And so Trumpism is about self-assertion, but self-assertion on a much smaller scale, which is: We’re giving up on Asia. We’re giving up on Europe. We’re going to have a Western Hemisphere zone of influence, stretching from Argentina to Greenland, that will be dominated—it’ll run much more like a 19th-century zone of influence than like the American idea of a world order governed by rules. But it will be America’s, and America will otherwise retreat. And the more boastfully America conducts itself, the less people will notice—I think Trump feels, and others around him hope—the less people will notice that America’s actually reducing its position in the world.
MacMillan: Well, the Chinese will notice, won’t they? And a number of others will notice. And I think you have a China which is spending more and more on defense; which is talking, really, more and more openly about how it sees a future role for China as a dominant power, certainly in East Asia, perhaps further afield; and a China which is, at least as far as we can tell, beginning to surpass the United States in very key technological developments. And so the idea that the United States can sort of pull up the drawbridge, even in the 19th century, that was becoming a rather old idea. And the United States has always been protected by two big oceans, but we are living in a very globalized world, with highly advanced weapons that can travel very, very fast, in some cases. The idea that the United States can somehow put a moat around itself, I think, simply doesn’t work anymore.

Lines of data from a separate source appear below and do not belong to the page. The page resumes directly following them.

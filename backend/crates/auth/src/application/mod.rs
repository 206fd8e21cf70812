//! Application Layer
//!
//! Use cases, the token codec and the `AuthService` facade.

pub mod config;
pub(crate) mod hashing;
pub mod login;
pub mod otp;
pub mod password;
pub mod profile;
pub mod register;
pub mod service;
pub mod token;

// Re-exports
pub use config::AuthConfig;
pub use login::{LoginInput, LoginOutput, LoginUseCase};
pub use otp::{GenerateOtpUseCase, VerifyOtpUseCase};
pub use password::{ChangePasswordUseCase, ResetPasswordUseCase};
pub use profile::{GetUserUseCase, UpdateUserInput, UpdateUserUseCase};
pub use register::{RegisterInput, RegisterUseCase};
pub use service::{AuthService, AuthStore};
pub use token::{IssuedToken, TokenClaims, TokenCodec, TokenError};
//! PostgreSQL Repository Implementations
//!
//! Parameterized queries only. Liveness of OTP rows is judged by the
//! database clock (`NOW()`), never the caller's.

use chrono::{DateTime, Utc};
use sqlx::PgPool;

use crate::domain::entity::{
    otp::OtpId,
    user::{NewUser, User},
};
use crate::domain::repository::{OtpRepository, UserRepository};
use crate::domain::value_object::{
    email::Email, user_id::UserId, user_name::UserName, user_password::UserPassword,
};
use crate::error::{AuthError, AuthResult};

/// PostgreSQL-backed auth repository
///
/// The pool is owned by the caller; dropping the repository does not close it.
#[derive(Clone)]
pub struct PgAuthRepository {
    pool: PgPool,
}

impl PgAuthRepository {
    pub fn new(pool: PgPool) -> Self {
        Self { pool }
    }
}

/// Unique violations (SQLSTATE 23505) become `Conflict`
fn map_unique_violation(err: sqlx::Error) -> AuthError {
    match &err {
        sqlx::Error::Database(db) if db.is_unique_violation() => AuthError::Conflict,
        _ => AuthError::Database(err),
    }
}

const USER_COLUMNS: &str = r#"
    id,
    username,
    email,
    password,
    first_name,
    last_name,
    is_active,
    is_superuser,
    date_joined,
    last_login,
    password_changed
"#;

// ============================================================================
// User Repository Implementation
// ============================================================================

impl UserRepository for PgAuthRepository {
    async fn insert(&self, user: &NewUser, password: &UserPassword) -> AuthResult<UserId> {
        let id: i64 = sqlx::query_scalar(
            r#"
            INSERT INTO users (
                username,
                email,
                password,
                first_name,
                last_name,
                is_active,
                is_superuser
            ) VALUES ($1, $2, $3, $4, $5, $6, $7)
            RETURNING id
            "#,
        )
        .bind(user.user_name.as_str())
        .bind(user.email.as_str())
        .bind(password.as_str())
        .bind(&user.first_name)
        .bind(&user.last_name)
        .bind(user.is_active)
        .bind(user.is_superuser)
        .fetch_one(&self.pool)
        .await
        .map_err(map_unique_violation)?;

        Ok(UserId::from_raw(id))
    }

    async fn find_by_login(&self, handle: &str) -> AuthResult<Option<User>> {
        let query = format!(
            "SELECT {USER_COLUMNS} FROM users \
             WHERE is_active = TRUE AND (username = $1 OR email = LOWER($1)) \
             LIMIT 1"
        );
        let row = sqlx::query_as::<_, UserRow>(&query)
            .bind(handle)
            .fetch_optional(&self.pool)
            .await?;

        Ok(row.map(UserRow::into_user))
    }

    async fn find_by_id(&self, user_id: UserId) -> AuthResult<Option<User>> {
        let query = format!("SELECT {USER_COLUMNS} FROM users WHERE id = $1");
        let row = sqlx::query_as::<_, UserRow>(&query)
            .bind(user_id.as_i64())
            .fetch_optional(&self.pool)
            .await?;

        Ok(row.map(UserRow::into_user))
    }

    async fn exists(&self, user_id: UserId) -> AuthResult<bool> {
        let exists: bool = sqlx::query_scalar("SELECT EXISTS(SELECT 1 FROM users WHERE id = $1)")
            .bind(user_id.as_i64())
            .fetch_one(&self.pool)
            .await?;

        Ok(exists)
    }

    async fn update_last_login(&self, user_id: UserId, at: DateTime<Utc>) -> AuthResult<()> {
        let affected = sqlx::query("UPDATE users SET last_login = $2 WHERE id = $1")
            .bind(user_id.as_i64())
            .bind(at)
            .execute(&self.pool)
            .await?
            .rows_affected();

        if affected == 0 {
            return Err(AuthError::UserNotFound);
        }
        Ok(())
    }

    async fn update_password(
        &self,
        user_id: UserId,
        password: &UserPassword,
        at: DateTime<Utc>,
    ) -> AuthResult<()> {
        let affected =
            sqlx::query("UPDATE users SET password = $2, password_changed = $3 WHERE id = $1")
                .bind(user_id.as_i64())
                .bind(password.as_str())
                .bind(at)
                .execute(&self.pool)
                .await?
                .rows_affected();

        if affected == 0 {
            return Err(AuthError::UserNotFound);
        }
        Ok(())
    }

    async fn update_profile(&self, user: &User) -> AuthResult<()> {
        let affected = sqlx::query(
            r#"
            UPDATE users SET
                username = $2,
                email = $3,
                first_name = $4,
                last_name = $5,
                is_active = $6,
                is_superuser = $7
            WHERE id = $1
            "#,
        )
        .bind(user.user_id.as_i64())
        .bind(user.user_name.as_str())
        .bind(user.email.as_str())
        .bind(&user.first_name)
        .bind(&user.last_name)
        .bind(user.is_active)
        .bind(user.is_superuser)
        .execute(&self.pool)
        .await
        .map_err(map_unique_violation)?
        .rows_affected();

        if affected == 0 {
            return Err(AuthError::UserNotFound);
        }
        Ok(())
    }
}

// ============================================================================
// OTP Repository Implementation
// ============================================================================

impl OtpRepository for PgAuthRepository {
    async fn replace_for_user(
        &self,
        user_id: UserId,
        code: &str,
        expires_at: DateTime<Utc>,
    ) -> AuthResult<OtpId> {
        let mut tx = self.pool.begin().await?;

        // Serialize issuance per user; released at commit or rollback
        sqlx::query("SELECT pg_advisory_xact_lock($1)")
            .bind(user_id.as_i64())
            .execute(&mut *tx)
            .await?;

        let deleted = sqlx::query("DELETE FROM otp WHERE user_id = $1")
            .bind(user_id.as_i64())
            .execute(&mut *tx)
            .await?
            .rows_affected();

        let otp_id: i64 = sqlx::query_scalar(
            "INSERT INTO otp (user_id, otp, expires_at) VALUES ($1, $2, $3) RETURNING id",
        )
        .bind(user_id.as_i64())
        .bind(code)
        .bind(expires_at)
        .fetch_one(&mut *tx)
        .await?;

        tx.commit().await?;

        tracing::debug!(user_id = %user_id, replaced = deleted, "Replaced OTP rows");

        Ok(OtpId::from_raw(otp_id))
    }

    async fn find_live(&self, user_id: UserId, code: &str) -> AuthResult<Option<OtpId>> {
        let otp_id: Option<i64> = sqlx::query_scalar(
            r#"
            SELECT id FROM otp
            WHERE user_id = $1
              AND otp = $2
              AND expires_at > NOW()
              AND verified = FALSE
            LIMIT 1
            "#,
        )
        .bind(user_id.as_i64())
        .bind(code)
        .fetch_optional(&self.pool)
        .await?;

        Ok(otp_id.map(OtpId::from_raw))
    }

    async fn mark_verified(&self, otp_id: OtpId) -> AuthResult<bool> {
        let affected = sqlx::query(
            r#"
            UPDATE otp SET verified = TRUE
            WHERE id = $1
              AND verified = FALSE
              AND expires_at > NOW()
            "#,
        )
        .bind(otp_id.as_i64())
        .execute(&self.pool)
        .await?
        .rows_affected();

        Ok(affected == 1)
    }
}

// ============================================================================
// Row Types
// ============================================================================

#[derive(sqlx::FromRow)]
struct UserRow {
    id: i64,
    username: String,
    email: String,
    password: String,
    first_name: String,
    last_name: String,
    is_active: bool,
    is_superuser: bool,
    date_joined: DateTime<Utc>,
    last_login: Option<DateTime<Utc>>,
    password_changed: DateTime<Utc>,
}

impl UserRow {
    fn into_user(self) -> User {
        User {
            user_id: UserId::from_raw(self.id),
            user_name: UserName::from_db(self.username),
            email: Email::from_db(self.email),
            password_hash: UserPassword::from_db(self.password),
            first_name: self.first_name,
            last_name: self.last_name,
            is_active: self.is_active,
            is_superuser: self.is_superuser,
            date_joined: self.date_joined,
            last_login: self.last_login,
            password_changed: self.password_changed,
        }
    }
}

It hasn’t worked, actually, for decades, since the end of the Second World War.
And I think, also, the idea that the United States can have a zone of influence—this whole idea of zones of influence, which seems to be revived now, I think, is a formula for instability because what you get is always the points where the zones meet, and you always get meddling in each other’s zones. If the United States tries to dominate the whole of the Western Hemisphere, I would predict, and I think it wouldn’t be a difficult prediction, that other powers—China, for example, which is already making inroads into Latin America, already building ports, already winning friends and influencing people—will continue to do it. And there will be points at which the Chinese zone of influence—in the Pacific, for example—clashes with the American zone of influence. And so the idea that you can have these neat little boxes and just ignore the rest of the world, it seems to me, is unrealistic.

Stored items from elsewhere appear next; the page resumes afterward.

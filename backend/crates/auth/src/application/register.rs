//! Register Use Case
//!
//! Creates a new user account.

use std::sync::Arc;

use crate::application::config::AuthConfig;
use crate::application::hashing::hash_password;
use crate::domain::entity::user::NewUser;
use crate::domain::repository::UserRepository;
use crate::domain::value_object::{
    email::Email, user_id::UserId, user_name::UserName, user_password::RawPassword,
};
use crate::error::{AuthError, AuthResult};

/// Register input
pub struct RegisterInput {
    pub username: String,
    pub email: String,
    pub password: String,
    pub first_name: String,
    pub last_name: String,
    pub is_active: bool,
    pub is_superuser: bool,
}

impl RegisterInput {
    /// Active, non-superuser registration
    pub fn new(
        username: impl Into<String>,
        email: impl Into<String>,
        password: impl Into<String>,
    ) -> Self {
        Self {
            username: username.into(),
            email: email.into(),
            password: password.into(),
            first_name: String::new(),
            last_name: String::new(),
            is_active: true,
            is_superuser: false,
        }
    }
}

/// Register use case
pub struct RegisterUseCase<U>
where
    U: UserRepository,
{
    user_repo: Arc<U>,
    config: Arc<AuthConfig>,
}

impl<U> RegisterUseCase<U>
where
    U: UserRepository,
{
    pub fn new(user_repo: Arc<U>, config: Arc<AuthConfig>) -> Self {
        Self { user_repo, config }
    }

    /// Validate, hash and insert
    ///
    /// There is no existence pre-check: the store's unique constraints
    /// decide, so concurrent duplicates yield exactly one success and
    /// `Conflict` for the rest.
    pub async fn execute(&self, input: RegisterInput) -> AuthResult<UserId> {
        let user_name =
            UserName::new(&input.username).map_err(|e| AuthError::Validation(e.to_string()))?;
        let email = Email::new(input.email)?;
        let raw_password = RawPassword::new(input.password)?;

        let new_user = NewUser {
            user_name,
            email,
            first_name: input.first_name,
            last_name: input.last_name,
            is_active: input.is_active,
            is_superuser: input.is_superuser,
        };

        let password_hash = hash_password(raw_password, self.config.password_cost()).await?;
        let user_id = self.user_repo.insert(&new_user, &password_hash).await?;

        tracing::info!(
            user_id = %user_id,
            user_name = %new_user.user_name,
            "User registered"
        );

        Ok(user_id)
    }
}
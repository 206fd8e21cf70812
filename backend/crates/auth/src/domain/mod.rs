//! Domain Layer
//!
//! Contains entities, value objects, and repository traits.

pub mod entity;
pub mod repository;
pub mod value_object;

// Re-exports
pub use entity::{otp::OtpRecord, user::User};
pub use repository::{OtpRepository, UserRepository};
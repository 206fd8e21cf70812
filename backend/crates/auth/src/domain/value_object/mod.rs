//! Value Object Module

pub mod email;
pub mod user_id;
pub mod user_name;
pub mod user_password;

Frum: Well, a lot of it comes from too much looking at maps and not a lot enough looking at economic realities. So the idea that Brazil is the largest country in South America, the most powerful. It’s also a major agricultural exporter, like the United States. Its economy isn’t very complementary to the United States; it’s more competitive. If you’re gonna have a Western Hemisphere behind high tariff walls, what does Brazil do for a living? I guess it can sell coffee to the United States, but who takes its soybeans? Who takes its beef? Who takes its other agricultural products? The Americans produce those. And the whole idea of a multilateral free-trade system is you don’t make your partners your prisoners. In a multilateral system, Brazil can be a member of the American security alliance system while still selling its agricultural products to other people who need them, which will not be the United States.

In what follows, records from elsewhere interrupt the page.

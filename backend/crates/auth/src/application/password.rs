//! Password Use Cases
//!
//! Change (knowing the current password) and reset (privileged).
//! Neither revokes tokens already issued; they stay valid until `exp`.

use std::sync::Arc;

use kernel::clock::Clock;

use crate::application::config::AuthConfig;
use crate::application::hashing::{hash_password, verify_password};
use crate::domain::repository::UserRepository;
use crate::domain::value_object::{user_id::UserId, user_password::RawPassword};
use crate::error::{AuthError, AuthResult};

/// Change password use case
pub struct ChangePasswordUseCase<U>
where
    U: UserRepository,
{
    user_repo: Arc<U>,
    config: Arc<AuthConfig>,
    clock: Arc<dyn Clock>,
}

impl<U> ChangePasswordUseCase<U>
where
    U: UserRepository,
{
    pub fn new(user_repo: Arc<U>, config: Arc<AuthConfig>, clock: Arc<dyn Clock>) -> Self {
        Self {
            user_repo,
            config,
            clock,
        }
    }

    pub async fn execute(
        &self,
        user_id: UserId,
        current_password: String,
        new_password: String,
    ) -> AuthResult<()> {
        let user = self
            .user_repo
            .find_by_id(user_id)
            .await?
            .ok_or(AuthError::UserNotFound)?;

        let current = RawPassword::new(current_password).map_err(|_| AuthError::InvalidPassword)?;
        if !verify_password(user.password_hash, current).await? {
            return Err(AuthError::InvalidPassword);
        }

        let new_password = RawPassword::new(new_password)?;
        let hash = hash_password(new_password, self.config.password_cost()).await?;
        self.user_repo
            .update_password(user_id, &hash, self.clock.now())
            .await?;

        tracing::info!(user_id = %user_id, "Password changed");
        Ok(())
    }
}

/// Reset password use case
///
/// Sets a new password without checking the old one. This is not tied to
/// OTP verification; callers must authorize the reset first (for example
/// with a successful `VerifyOtpUseCase` for the same user).
pub struct ResetPasswordUseCase<U>
where
    U: UserRepository,
{
    user_repo: Arc<U>,
    config: Arc<AuthConfig>,
    clock: Arc<dyn Clock>,
}

impl<U> ResetPasswordUseCase<U>
where
    U: UserRepository,
{
    pub fn new(user_repo: Arc<U>, config: Arc<AuthConfig>, clock: Arc<dyn Clock>) -> Self {
        Self {
            user_repo,
            config,
            clock,
        }
    }

    pub async fn execute(&self, user_id: UserId, new_password: String) -> AuthResult<()> {
        if !self.user_repo.exists(user_id).await? {
            return Err(AuthError::UserNotFound);
        }

        let new_password = RawPassword::new(new_password)?;
        let hash = hash_password(new_password, self.config.password_cost()).await?;
        self.user_repo
            .update_password(user_id, &hash, self.clock.now())
            .await?;

        tracing::info!(user_id = %user_id, "Password reset");
        Ok(())
    }
}
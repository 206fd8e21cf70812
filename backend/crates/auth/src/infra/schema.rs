//! Schema Initializer
//!
//! Idempotent DDL for the `users` and `otp` tables, run once at startup.
//! Only creates what is missing; it never alters existing tables.

use sqlx::PgPool;

use crate::error::AuthResult;

const CREATE_USERS: &str = r#"
CREATE TABLE IF NOT EXISTS users (
    id               BIGSERIAL PRIMARY KEY,
    username         VARCHAR(50)  NOT NULL UNIQUE,
    email            VARCHAR(254) NOT NULL UNIQUE,
    password         TEXT         NOT NULL,
    first_name       TEXT         NOT NULL DEFAULT '',
    last_name        TEXT         NOT NULL DEFAULT '',
    is_active        BOOLEAN      NOT NULL DEFAULT TRUE,
    is_superuser     BOOLEAN      NOT NULL DEFAULT FALSE,
    date_joined      TIMESTAMPTZ  NOT NULL DEFAULT NOW(),
    last_login       TIMESTAMPTZ,
    password_changed TIMESTAMPTZ  NOT NULL DEFAULT NOW()
)
"#;

const CREATE_OTP: &str = r#"
CREATE TABLE IF NOT EXISTS otp (
    id         BIGSERIAL PRIMARY KEY,
    user_id    BIGINT      NOT NULL REFERENCES users(id) ON DELETE CASCADE,
    otp        VARCHAR(16) NOT NULL,
    expires_at TIMESTAMPTZ NOT NULL,
    verified   BOOLEAN     NOT NULL DEFAULT FALSE
)
"#;

const CREATE_OTP_USER_INDEX: &str = "CREATE INDEX IF NOT EXISTS idx_otp_user_id ON otp (user_id)";

/// Statements in dependency order
pub const SCHEMA_STATEMENTS: [&str; 3] = [CREATE_USERS, CREATE_OTP, CREATE_OTP_USER_INDEX];

/// Create the auth tables if they do not exist
pub async fn initialize_schema(pool: &PgPool) -> AuthResult<()> {
    for statement in SCHEMA_STATEMENTS {
        sqlx::query(statement).execute(pool).await?;
    }

    tracing::info!("Auth schema initialized");
    Ok(())
}
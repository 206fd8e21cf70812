//! Repository Traits
//!
//! Interfaces for data persistence. Implementations are in the infra layer.

use chrono::{DateTime, Utc};

use crate::domain::entity::{
    otp::OtpId,
    user::{NewUser, User},
};
use crate::domain::value_object::{user_id::UserId, user_password::UserPassword};
use crate::error::AuthResult;

/// User repository trait
#[trait_variant::make(UserRepository: Send)]
pub trait LocalUserRepository {
    /// Insert a user and return the store-assigned id
    ///
    /// Fails with `AuthError::Conflict` if the user name or email is taken.
    async fn insert(&self, user: &NewUser, password: &UserPassword) -> AuthResult<UserId>;

    /// Find an active user whose user name or email equals `handle`
    async fn find_by_login(&self, handle: &str) -> AuthResult<Option<User>>;

    /// Find user by ID, active or not
    async fn find_by_id(&self, user_id: UserId) -> AuthResult<Option<User>>;

    /// Check if a user with this ID exists
    async fn exists(&self, user_id: UserId) -> AuthResult<bool>;

    async fn update_last_login(&self, user_id: UserId, at: DateTime<Utc>) -> AuthResult<()>;

    /// Write hash and `password_changed` together
    async fn update_password(
        &self,
        user_id: UserId,
        password: &UserPassword,
        at: DateTime<Utc>,
    ) -> AuthResult<()>;

    /// Persist profile fields and flags (not the password)
    async fn update_profile(&self, user: &User) -> AuthResult<()>;
}

/// OTP repository trait
#[trait_variant::make(OtpRepository: Send)]
pub trait LocalOtpRepository {
    /// Delete every OTP of the user, then insert the new one
    ///
    /// Must be atomic per user so at most one live OTP exists.
    async fn replace_for_user(
        &self,
        user_id: UserId,
        code: &str,
        expires_at: DateTime<Utc>,
    ) -> AuthResult<OtpId>;

    /// Find an unverified, unexpired OTP with this code
    async fn find_live(&self, user_id: UserId, code: &str) -> AuthResult<Option<OtpId>>;

    /// Flip `verified` to true
    ///
    /// Returns `false` if the row was already verified, so a code is only
    /// accepted once under concurrent replays.
    async fn mark_verified(&self, otp_id: OtpId) -> AuthResult<bool>;
}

MacMillan: Yeah. No, I think Brazil is increasingly selling its products to Asia, and certainly, the countries on the West Coast of Latin America are dealing with Asia. I was in Chile fairly recently and met someone there who had a fruit farm, and she told me that most of her products go to China now because the Chinese have an enormous appetite, with their population, for the products of Latin America. And what also the danger of zones of influence, of course, is that the peoples within them don’t always choose to be there and don’t always like it, so not only do you have, always, the threats from outside, the tensions with the other zones of influence, but you also have [an] arrested population who don’t like the fact that they’ve ended up under your domination.
Frum: Well, that is such an important point; I’m very grateful to you for making it. Because, for those who wanna take pride in the American role in the world, Europe and northwest Asia, Germany, Japan, those are good stories; the Latin American story is not a good story. And even its best chapters aren’t that great, and its worst chapters are some of the darkest chapters in American history and pretty bad even by world standards. You mentioned Chile. The [Augusto] Pinochet coup in 1973, it wasn’t the doing of the United States, but it wasn’t stopped by the United States, and the United States certainly had the power to stop it if it wanted to. And Argentina, possibly even worse, their dictatorship in the ’70s, even worse than the Pinochet—I mean, certainly more crazy. I think the death toll was bigger in Argentina than in Chile, but Argentina’s a bigger population, but there seemed to be a kind of sadism and cruelty and stupidity and insanity to the Argentine program, whereas the Chilean was sort of more cold and ruthless and purposeful, not to make that any kind of justification.
So those are bad chapters, and a lot of them have to do with, as you say, Latin Americans saying, If this is gonna be a zone of American empire, we want out. And the United States saying, Well, then we will back the people who will lock you in by whatever means they need to lock you in.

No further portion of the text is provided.